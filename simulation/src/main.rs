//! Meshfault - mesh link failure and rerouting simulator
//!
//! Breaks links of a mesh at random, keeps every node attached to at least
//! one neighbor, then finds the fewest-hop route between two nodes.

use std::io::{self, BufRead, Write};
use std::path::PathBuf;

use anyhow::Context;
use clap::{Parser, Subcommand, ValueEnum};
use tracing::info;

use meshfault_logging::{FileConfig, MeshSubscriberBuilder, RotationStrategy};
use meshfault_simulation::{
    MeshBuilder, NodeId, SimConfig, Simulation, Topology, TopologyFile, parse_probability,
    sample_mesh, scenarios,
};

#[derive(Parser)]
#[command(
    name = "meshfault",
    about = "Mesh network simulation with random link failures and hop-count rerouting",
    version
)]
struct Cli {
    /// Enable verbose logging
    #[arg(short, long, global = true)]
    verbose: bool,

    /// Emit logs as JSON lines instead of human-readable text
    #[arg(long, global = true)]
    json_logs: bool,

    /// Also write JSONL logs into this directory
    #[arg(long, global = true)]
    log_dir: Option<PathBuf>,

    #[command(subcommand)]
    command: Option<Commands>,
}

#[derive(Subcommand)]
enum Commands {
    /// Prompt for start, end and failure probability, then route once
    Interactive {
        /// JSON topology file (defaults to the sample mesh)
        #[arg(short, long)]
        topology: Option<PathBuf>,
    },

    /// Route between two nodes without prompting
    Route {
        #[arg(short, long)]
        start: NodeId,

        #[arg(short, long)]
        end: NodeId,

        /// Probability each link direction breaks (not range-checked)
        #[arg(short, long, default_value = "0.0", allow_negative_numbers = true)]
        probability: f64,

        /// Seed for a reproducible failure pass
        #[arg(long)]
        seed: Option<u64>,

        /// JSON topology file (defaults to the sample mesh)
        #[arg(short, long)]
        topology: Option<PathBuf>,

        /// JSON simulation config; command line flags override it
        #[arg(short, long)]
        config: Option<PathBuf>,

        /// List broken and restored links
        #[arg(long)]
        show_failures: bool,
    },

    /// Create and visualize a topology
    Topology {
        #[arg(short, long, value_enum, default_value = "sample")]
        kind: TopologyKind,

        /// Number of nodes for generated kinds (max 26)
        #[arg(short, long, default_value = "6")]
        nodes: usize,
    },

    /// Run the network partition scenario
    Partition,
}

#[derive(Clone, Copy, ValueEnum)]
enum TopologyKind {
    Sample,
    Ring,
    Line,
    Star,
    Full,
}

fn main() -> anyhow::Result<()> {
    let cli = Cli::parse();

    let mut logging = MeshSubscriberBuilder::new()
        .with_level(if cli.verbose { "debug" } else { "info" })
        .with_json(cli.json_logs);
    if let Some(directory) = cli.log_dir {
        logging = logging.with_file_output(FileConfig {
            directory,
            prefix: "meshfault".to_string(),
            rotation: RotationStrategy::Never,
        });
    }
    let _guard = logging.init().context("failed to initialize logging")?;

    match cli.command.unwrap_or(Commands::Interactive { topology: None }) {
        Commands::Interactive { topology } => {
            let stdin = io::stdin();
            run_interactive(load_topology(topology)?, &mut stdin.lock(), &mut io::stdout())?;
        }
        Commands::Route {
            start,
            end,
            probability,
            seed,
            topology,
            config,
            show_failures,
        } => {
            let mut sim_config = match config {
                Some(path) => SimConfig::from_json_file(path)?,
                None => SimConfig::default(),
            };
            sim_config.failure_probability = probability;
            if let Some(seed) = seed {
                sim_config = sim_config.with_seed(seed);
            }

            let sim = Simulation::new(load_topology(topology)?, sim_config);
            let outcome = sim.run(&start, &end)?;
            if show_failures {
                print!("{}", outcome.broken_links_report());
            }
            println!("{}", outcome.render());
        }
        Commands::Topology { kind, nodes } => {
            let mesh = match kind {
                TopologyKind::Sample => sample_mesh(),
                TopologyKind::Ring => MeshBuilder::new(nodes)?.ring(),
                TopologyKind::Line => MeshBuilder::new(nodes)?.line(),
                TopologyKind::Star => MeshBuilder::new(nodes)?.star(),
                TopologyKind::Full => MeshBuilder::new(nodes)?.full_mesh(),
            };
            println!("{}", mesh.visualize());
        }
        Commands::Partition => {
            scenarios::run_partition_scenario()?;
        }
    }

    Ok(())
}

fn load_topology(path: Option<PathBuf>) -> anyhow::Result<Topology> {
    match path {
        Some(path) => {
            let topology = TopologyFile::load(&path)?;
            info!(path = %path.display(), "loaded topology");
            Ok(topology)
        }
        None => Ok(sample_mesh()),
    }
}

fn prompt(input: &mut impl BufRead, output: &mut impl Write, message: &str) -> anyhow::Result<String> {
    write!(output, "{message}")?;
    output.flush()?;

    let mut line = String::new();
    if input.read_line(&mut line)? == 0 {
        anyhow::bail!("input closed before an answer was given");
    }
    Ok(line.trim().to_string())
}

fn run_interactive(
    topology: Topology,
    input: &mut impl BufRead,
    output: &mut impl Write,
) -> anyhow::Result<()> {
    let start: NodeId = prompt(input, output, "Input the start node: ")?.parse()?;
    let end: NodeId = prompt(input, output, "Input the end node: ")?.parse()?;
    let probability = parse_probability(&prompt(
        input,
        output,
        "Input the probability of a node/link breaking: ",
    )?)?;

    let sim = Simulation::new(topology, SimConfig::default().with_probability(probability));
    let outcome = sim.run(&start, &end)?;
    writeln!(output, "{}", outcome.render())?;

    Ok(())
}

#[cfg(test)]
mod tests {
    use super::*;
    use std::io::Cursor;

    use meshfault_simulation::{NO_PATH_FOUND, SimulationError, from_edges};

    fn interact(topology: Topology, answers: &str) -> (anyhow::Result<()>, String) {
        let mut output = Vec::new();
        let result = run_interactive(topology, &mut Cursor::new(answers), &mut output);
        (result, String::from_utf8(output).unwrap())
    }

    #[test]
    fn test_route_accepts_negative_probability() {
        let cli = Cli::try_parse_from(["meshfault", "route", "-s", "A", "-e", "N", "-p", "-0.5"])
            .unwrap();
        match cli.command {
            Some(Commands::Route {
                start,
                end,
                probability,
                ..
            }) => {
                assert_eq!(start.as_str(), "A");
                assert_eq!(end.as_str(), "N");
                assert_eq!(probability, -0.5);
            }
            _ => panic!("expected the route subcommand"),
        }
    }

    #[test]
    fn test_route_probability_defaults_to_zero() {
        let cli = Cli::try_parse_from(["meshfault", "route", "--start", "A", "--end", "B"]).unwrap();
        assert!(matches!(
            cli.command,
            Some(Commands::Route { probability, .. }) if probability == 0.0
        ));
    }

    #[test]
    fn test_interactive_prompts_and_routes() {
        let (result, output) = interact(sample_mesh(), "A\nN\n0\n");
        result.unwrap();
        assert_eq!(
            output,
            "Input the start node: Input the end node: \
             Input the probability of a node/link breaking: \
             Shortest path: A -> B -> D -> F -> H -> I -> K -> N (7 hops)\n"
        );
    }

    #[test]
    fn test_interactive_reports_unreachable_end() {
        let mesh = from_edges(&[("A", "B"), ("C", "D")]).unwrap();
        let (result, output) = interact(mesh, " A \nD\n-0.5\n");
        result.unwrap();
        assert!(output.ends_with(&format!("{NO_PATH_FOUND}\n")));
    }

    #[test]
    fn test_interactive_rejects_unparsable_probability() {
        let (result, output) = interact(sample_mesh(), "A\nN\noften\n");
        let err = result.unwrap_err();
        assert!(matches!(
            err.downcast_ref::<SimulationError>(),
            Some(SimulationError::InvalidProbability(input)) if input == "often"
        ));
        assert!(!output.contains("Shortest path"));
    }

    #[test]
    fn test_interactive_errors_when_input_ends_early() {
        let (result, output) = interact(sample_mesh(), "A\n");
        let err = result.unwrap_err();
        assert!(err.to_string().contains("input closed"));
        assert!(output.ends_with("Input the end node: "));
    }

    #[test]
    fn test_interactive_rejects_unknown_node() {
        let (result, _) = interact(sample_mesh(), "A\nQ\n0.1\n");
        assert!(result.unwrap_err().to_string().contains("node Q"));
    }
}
^^^^^^^^^^^^^^^^
### Instructions for the task
The required output is every line above from the one with "let stdin = io::stdin();" down to the one with "sim_config.failure_probability = probability;", restated word for word, ends included.

### Exercise output
            let stdin = io::stdin();
            run_interactive(load_topology(topology)?, &mut stdin.lock(), &mut io::stdout())?;
        }
        Commands::Route {
            start,
            end,
            probability,
            seed,
            topology,
            config,
            show_failures,
        } => {
            let mut sim_config = match config {
                Some(path) => SimConfig::from_json_file(path)?,
                None => SimConfig::default(),
            };
            sim_config.failure_probability = probability;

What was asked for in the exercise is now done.